After this i will need to be able to generate the most 'logical' or efficient a path between tables e.g with the minimal amount of joins. Kind of similar to the traveling salesman scenario.

I have decided to go about this by using tree's to map all joins from a specific table which will be the start node, and all other tables it could possibly connect to. This way i can do a breadth-first tree traversal to in theory find the most 'logical' path to join.

My issue with this is that not all databases will be set up in a particularly machine logic friendly manner. Meaning that a human may see a logical join because of specific table or field names, that my algorithm may not. (Below is a simple iteration of my algorithm in c# that does not yet record the path between tables)

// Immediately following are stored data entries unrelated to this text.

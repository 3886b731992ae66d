//! The token ring network.
//!
//! A [`Network`] owns every node in a flat arena, remembers a distinguished
//! first node, and keeps a name index of the workstations that may issue
//! requests. Assembly happens through [`Network::add_node`],
//! [`Network::link`], [`Network::register_workstation`] and
//! [`Network::set_first_node`] (or the [`RingBuilder`](crate::RingBuilder)
//! wrapping them); the request operations are in the traversal module.

use crate::error::{Error, Inconsistency, Result};
use crate::node::{Format, Node, NodeId, NodeKind};
use crate::render;
use crate::ring::{RingBuilder, RingWalk};
use std::collections::{HashMap, HashSet};
use std::fmt;

/// Upper bound on the storage reserved from a size hint.
const MAX_RESERVED: usize = 1024;

/// A token ring of named nodes.
///
/// # Invariants
///
/// A network is *consistent* (see [`Network::check_consistency`]) when the
/// first node lies on a single cycle that holds at least one workstation and
/// one printer, and the workstation index names exactly the workstations on
/// that cycle.
#[derive(Clone, Debug)]
pub struct Network {
    nodes: Vec<Node>,
    first: Option<NodeId>,
    workstations: HashMap<String, NodeId>,
}

impl Network {
    /// Create an empty network expecting about `size` workstations.
    ///
    /// The result is initialized but not yet consistent. The hint only
    /// reserves storage, capped at a small fixed amount.
    ///
    /// # Panics
    /// If `size` is zero.
    pub fn new(size: usize) -> Self {
        assert!(size > 0, "network size hint must be positive");
        let reserved = size.min(MAX_RESERVED);
        let network = Self {
            nodes: Vec::with_capacity(reserved * 2),
            first: None,
            workstations: HashMap::with_capacity(reserved),
        };
        debug_assert!(network.is_initialized());
        debug_assert!(!network.is_consistent());
        network
    }

    /// The fixed four node ring used for experiments:
    ///
    /// ```text
    /// Workstation Filip -> Node n1 -> Workstation Hans -> Printer Andy -> (Filip)
    /// ```
    pub fn default_example() -> Self {
        let network = RingBuilder::with_capacity(2)
            .workstation("Filip")
            .node("n1")
            .workstation("Hans")
            .printer("Andy")
            .build();

        match network {
            Ok(network) => network,
            Err(err) => unreachable!("default example is consistent: {err}"),
        }
    }

    /// Always true: a `Network` only exists once construction succeeded.
    pub fn is_initialized(&self) -> bool {
        true
    }

    // ------------------------------------------------------------------
    // Assembly
    // ------------------------------------------------------------------

    /// Add an unlinked node to the arena.
    pub fn add_node(&mut self, name: impl Into<String>, kind: NodeKind) -> Result<NodeId> {
        let name = name.into();
        if name.is_empty() {
            return Err(Error::EmptyName);
        }
        if self.find(&name).is_some() {
            return Err(Error::DuplicateName(name));
        }

        let id = NodeId(self.nodes.len());
        tracing::trace!(%id, %name, %kind, "adding node");
        self.nodes.push(Node::new(name, kind));
        Ok(id)
    }

    /// Make `to` the successor of `from`.
    pub fn link(&mut self, from: NodeId, to: NodeId) -> Result<()> {
        self.check_id(to)?;
        let node = self
            .nodes
            .get_mut(from.0)
            .ok_or_else(|| Error::UnknownNode(from.to_string()))?;
        node.next = Some(to);
        Ok(())
    }

    /// Index `id` under its name as a workstation able to issue requests.
    ///
    /// Any node can be registered; [`Network::has_workstation`] and the
    /// consistency check only accept entries whose kind is workstation.
    pub fn register_workstation(&mut self, id: NodeId) -> Result<()> {
        let name = self.get(id)?.name.clone();
        self.workstations.insert(name, id);
        Ok(())
    }

    pub fn set_first_node(&mut self, id: NodeId) -> Result<()> {
        self.check_id(id)?;
        self.first = Some(id);
        Ok(())
    }

    // ------------------------------------------------------------------
    // Queries
    // ------------------------------------------------------------------

    pub fn first_node(&self) -> Option<NodeId> {
        self.first
    }

    pub fn node(&self, id: NodeId) -> Option<&Node> {
        self.nodes.get(id.0)
    }

    /// Id of the node called `name`, whether or not it is on the ring.
    pub fn find(&self, name: &str) -> Option<NodeId> {
        self.nodes
            .iter()
            .position(|node| node.matches_name(name))
            .map(NodeId)
    }

    /// Number of nodes in the arena.
    pub fn len(&self) -> usize {
        self.nodes.len()
    }

    pub fn is_empty(&self) -> bool {
        self.nodes.is_empty()
    }

    /// Names of the registered workstations, sorted.
    pub fn workstation_names(&self) -> Vec<&str> {
        let mut names: Vec<&str> = self.workstations.keys().map(String::as_str).collect();
        names.sort_unstable();
        names
    }

    /// Index entry for `name`, if it is a registered workstation.
    pub(crate) fn workstation(&self, name: &str) -> Option<NodeId> {
        self.workstations
            .get(name)
            .copied()
            .filter(|&id| self.nodes[id.0].is_workstation())
    }

    /// Answer whether a workstation called `name` is registered.
    pub fn has_workstation(&self, name: &str) -> bool {
        self.workstation(name).is_some()
    }

    /// Walk the ring starting at `start`.
    pub fn walk(&self, start: NodeId) -> RingWalk<'_> {
        RingWalk::new(&self.nodes, start)
    }

    /// The node following `id` on the ring.
    pub(crate) fn successor(&self, id: NodeId) -> Option<NodeId> {
        self.nodes.get(id.0).and_then(Node::next)
    }

    pub fn is_consistent(&self) -> bool {
        self.check_consistency().is_ok()
    }

    /// Verify the network is a consistent token ring, naming the first
    /// rule it breaks.
    ///
    /// Terminates on any link structure: the walk records visited nodes and
    /// stops at the first revisit, which must be the first node.
    pub fn check_consistency(&self) -> std::result::Result<(), Inconsistency> {
        if self.workstations.is_empty() {
            return Err(Inconsistency::NoWorkstations);
        }
        let first = self.first.ok_or(Inconsistency::NoFirstNode)?;

        // Entries are keyed by the node's own name at registration.
        for &id in self.workstations.values() {
            let node = &self.nodes[id.0];
            if !node.is_workstation() {
                return Err(Inconsistency::NotAWorkstation(node.name.clone()));
            }
        }

        let mut encountered = HashSet::with_capacity(self.nodes.len());
        let mut printers = 0;
        let mut current = first;
        while encountered.insert(current) {
            let node = &self.nodes[current.0];
            match node.kind {
                NodeKind::Workstation => {
                    if self.workstations.get(&node.name) != Some(&current) {
                        return Err(Inconsistency::Unregistered(node.name.clone()));
                    }
                }
                NodeKind::Printer => printers += 1,
                NodeKind::Plain | NodeKind::Unknown => {}
            }
            current = node
                .next
                .ok_or_else(|| Inconsistency::BrokenLink(node.name.clone()))?;
        }

        if current != first {
            return Err(Inconsistency::NotCircular(self.nodes[current.0].name.clone()));
        }
        if printers == 0 {
            return Err(Inconsistency::NoPrinter);
        }
        if let Some(off_ring) = self.workstations.values().find(|id| !encountered.contains(*id)) {
            return Err(Inconsistency::OffRing(self.nodes[off_ring.0].name.clone()));
        }
        Ok(())
    }

    fn get(&self, id: NodeId) -> Result<&Node> {
        self.nodes
            .get(id.0)
            .ok_or_else(|| Error::UnknownNode(id.to_string()))
    }

    fn check_id(&self, id: NodeId) -> Result<()> {
        self.get(id).map(|_| ())
    }
}

/// Plain-text rendering of the ring starting at the first node.
impl fmt::Display for Network {
    fn fmt(&self, f: &mut fmt::Formatter<'_>) -> fmt::Result {
        match self.first {
            Some(first) => f.write_str(&render::render(self, first, Format::Text)),
            None => Ok(()),
        }
    }
}

#[cfg(test)]
mod tests {
    use super::*;

    #[test]
    fn test_new_network_is_not_consistent() {
        let network = Network::new(2);
        assert!(network.is_initialized());
        assert!(network.is_empty());
        assert_eq!(network.check_consistency(), Err(Inconsistency::NoWorkstations));
    }

    #[test]
    #[should_panic(expected = "size hint must be positive")]
    fn test_new_rejects_zero_size() {
        Network::new(0);
    }

    #[test]
    fn test_new_with_huge_size_hint() {
        let network = Network::new(usize::MAX);
        assert!(network.is_initialized());
        assert!(network.is_empty());
        assert!(!network.is_consistent());
    }

    #[test]
    fn test_add_node_rejects_bad_names() {
        let mut network = Network::new(1);
        network.add_node("Filip", NodeKind::Workstation).unwrap();

        assert!(matches!(network.add_node("", NodeKind::Plain), Err(Error::EmptyName)));
        assert!(matches!(
            network.add_node("Filip", NodeKind::Printer),
            Err(Error::DuplicateName(name)) if name == "Filip"
        ));
        assert_eq!(network.len(), 1);
    }

    #[test]
    fn test_link_rejects_unknown_ids() {
        let mut network = Network::new(1);
        let a = network.add_node("a", NodeKind::Plain).unwrap();

        assert!(matches!(network.link(a, NodeId(7)), Err(Error::UnknownNode(_))));
        assert!(matches!(network.link(NodeId(7), a), Err(Error::UnknownNode(_))));
        assert!(matches!(network.set_first_node(NodeId(3)), Err(Error::UnknownNode(_))));
    }

    #[test]
    fn test_default_example() {
        let network = Network::default_example();
        assert!(network.is_consistent());
        assert_eq!(network.len(), 4);
        assert_eq!(network.first_node(), network.find("Filip"));
        assert_eq!(network.workstation_names(), vec!["Filip", "Hans"]);
    }

    #[test]
    fn test_display_renders_plain_text() {
        assert_eq!(
            Network::default_example().to_string(),
            "Workstation Filip [Workstation] -> Node n1 [Node] -> Workstation Hans [Workstation] -> Printer Andy [Printer] ->  ... "
        );
        assert_eq!(Network::new(1).to_string(), "");
    }
}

 public Node<T> findClosestObjToNode(Node<T> node, T obj)
    {
        Boolean matchFound = false;
        List<Node<T>> toSearch = new List<Node<T>>();
        List<Node<T>> toSearchNext = new List<Node<T>>();
        toSearchNext.Add(node); //add proimary node to search list

        while(!matchFound){
            toSearch.AddRange(toSearchNext); //copy the searchnext list to search
            toSearchNext.Clear();

            foreach(Node<T> _node in toSearch){
                if (node.contains(obj)) //check for existance of object in the nodes children
                    return node.getChild(obj); //return the child node that contains the object
                else
                    foreach (Node<T> cNode in node.getChildren()) //no matching object found in child nodes
                        toSearchNext.Add(cNode); //so add each child node to the list of nodes to search
            }
            if(toSearchNext.Count == 0) //no match found
                return null;
        }
        return null;
    }

My question is really. Does the way i have planned above seem like a decent solution to the whole problem, or is there a better way of doing the above to get more accurate table joins.

Lex Webb
  • 2,772
  • 2
  • 21
  • 36

1 Answers1

1

If I have understood your requirements properly, then I question your approach to this problem. Normally, there are not many ways to get a certain piece of data from a database - there is usually one and only one way to get that specific piece of data. With TSP type problems there are multiple possible solutions and the ideal solution is based on some constraint on the system. I don't think you are going to get much gain from your solution as you will most often find that their is only one combination of table joins that will provide you with the data that you need.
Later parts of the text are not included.